Exercise instructions >>
Up to and including the line with "of one query.", copy the records below exactly from their first line.

*****

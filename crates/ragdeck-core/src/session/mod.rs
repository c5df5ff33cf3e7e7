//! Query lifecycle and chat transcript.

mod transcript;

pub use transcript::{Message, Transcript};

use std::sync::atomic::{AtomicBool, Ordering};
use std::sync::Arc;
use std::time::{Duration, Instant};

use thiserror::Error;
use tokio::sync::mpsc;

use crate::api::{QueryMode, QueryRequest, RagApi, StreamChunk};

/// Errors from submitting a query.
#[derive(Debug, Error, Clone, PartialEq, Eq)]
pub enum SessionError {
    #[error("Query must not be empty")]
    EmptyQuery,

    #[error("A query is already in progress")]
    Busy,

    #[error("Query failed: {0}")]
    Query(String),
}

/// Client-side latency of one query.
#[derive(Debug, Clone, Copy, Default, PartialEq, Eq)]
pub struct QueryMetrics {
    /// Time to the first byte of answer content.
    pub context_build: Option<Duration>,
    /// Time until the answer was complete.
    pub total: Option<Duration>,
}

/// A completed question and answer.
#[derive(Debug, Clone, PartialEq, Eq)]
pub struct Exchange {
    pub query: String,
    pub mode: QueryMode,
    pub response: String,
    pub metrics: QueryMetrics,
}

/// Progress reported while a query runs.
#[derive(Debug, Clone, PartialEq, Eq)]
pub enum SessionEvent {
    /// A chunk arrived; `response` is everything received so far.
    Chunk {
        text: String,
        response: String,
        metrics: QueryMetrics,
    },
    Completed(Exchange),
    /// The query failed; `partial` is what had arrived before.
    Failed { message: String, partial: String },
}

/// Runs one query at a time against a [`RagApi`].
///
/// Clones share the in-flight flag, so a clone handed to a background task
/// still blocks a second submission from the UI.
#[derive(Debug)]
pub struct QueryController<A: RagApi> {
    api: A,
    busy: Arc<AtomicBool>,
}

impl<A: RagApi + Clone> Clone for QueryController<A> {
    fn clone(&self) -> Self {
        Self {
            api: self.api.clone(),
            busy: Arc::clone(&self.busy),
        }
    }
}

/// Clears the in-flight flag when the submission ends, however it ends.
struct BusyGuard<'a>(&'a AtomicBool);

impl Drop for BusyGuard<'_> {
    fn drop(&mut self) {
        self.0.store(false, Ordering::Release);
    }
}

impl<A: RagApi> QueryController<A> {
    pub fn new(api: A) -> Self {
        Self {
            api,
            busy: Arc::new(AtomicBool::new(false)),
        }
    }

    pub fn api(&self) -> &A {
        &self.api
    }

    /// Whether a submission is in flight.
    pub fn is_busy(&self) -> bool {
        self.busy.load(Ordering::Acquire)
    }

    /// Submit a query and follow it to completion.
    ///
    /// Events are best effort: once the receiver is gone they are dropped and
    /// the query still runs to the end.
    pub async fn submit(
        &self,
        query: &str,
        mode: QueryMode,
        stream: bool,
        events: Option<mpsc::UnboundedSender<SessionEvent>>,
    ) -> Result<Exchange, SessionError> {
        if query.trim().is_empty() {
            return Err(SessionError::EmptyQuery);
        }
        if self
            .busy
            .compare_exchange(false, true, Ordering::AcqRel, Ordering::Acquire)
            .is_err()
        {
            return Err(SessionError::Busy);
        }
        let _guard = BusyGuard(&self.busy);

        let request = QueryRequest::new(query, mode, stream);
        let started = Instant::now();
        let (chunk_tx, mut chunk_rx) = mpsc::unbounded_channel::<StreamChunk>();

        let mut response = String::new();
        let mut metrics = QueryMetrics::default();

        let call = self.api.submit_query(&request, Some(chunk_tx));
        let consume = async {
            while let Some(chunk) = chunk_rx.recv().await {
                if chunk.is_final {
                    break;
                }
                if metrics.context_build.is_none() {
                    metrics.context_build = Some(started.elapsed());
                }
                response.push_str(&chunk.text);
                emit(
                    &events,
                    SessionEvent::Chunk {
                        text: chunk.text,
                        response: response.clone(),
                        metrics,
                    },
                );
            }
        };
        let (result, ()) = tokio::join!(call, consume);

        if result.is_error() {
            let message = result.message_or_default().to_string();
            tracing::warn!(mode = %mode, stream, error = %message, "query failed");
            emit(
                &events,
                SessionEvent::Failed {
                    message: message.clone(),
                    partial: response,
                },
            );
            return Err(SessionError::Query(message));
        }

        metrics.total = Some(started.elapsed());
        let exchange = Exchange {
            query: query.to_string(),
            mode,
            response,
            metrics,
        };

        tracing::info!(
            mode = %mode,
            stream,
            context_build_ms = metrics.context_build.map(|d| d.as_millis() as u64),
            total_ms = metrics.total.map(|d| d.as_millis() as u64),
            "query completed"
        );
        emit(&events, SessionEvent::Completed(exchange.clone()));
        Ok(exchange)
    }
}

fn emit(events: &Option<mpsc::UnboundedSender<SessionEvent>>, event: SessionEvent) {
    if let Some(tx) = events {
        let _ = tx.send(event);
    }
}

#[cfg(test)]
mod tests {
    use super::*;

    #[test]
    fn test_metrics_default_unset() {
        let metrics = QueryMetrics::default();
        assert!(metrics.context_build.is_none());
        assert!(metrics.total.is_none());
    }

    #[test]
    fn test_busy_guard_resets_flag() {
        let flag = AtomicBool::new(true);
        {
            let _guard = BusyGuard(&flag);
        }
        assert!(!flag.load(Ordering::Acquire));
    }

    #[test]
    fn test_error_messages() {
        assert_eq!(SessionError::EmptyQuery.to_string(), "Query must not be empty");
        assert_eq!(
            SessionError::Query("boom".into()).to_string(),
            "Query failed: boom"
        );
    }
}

*****

Output below >>
filename crates/ragdeck-core/src/session/mod.rs
repository c5df5ff33cf3e7e7
//! Query lifecycle and chat transcript.

mod transcript;

pub use transcript::{Message, Transcript};

use std::sync::atomic::{AtomicBool, Ordering};
use std::sync::Arc;
use std::time::{Duration, Instant};

use thiserror::Error;
use tokio::sync::mpsc;

use crate::api::{QueryMode, QueryRequest, RagApi, StreamChunk};

/// Errors from submitting a query.
#[derive(Debug, Error, Clone, PartialEq, Eq)]
pub enum SessionError {
    #[error("Query must not be empty")]
    EmptyQuery,

    #[error("A query is already in progress")]
    Busy,

    #[error("Query failed: {0}")]
    Query(String),
}

/// Client-side latency of one query.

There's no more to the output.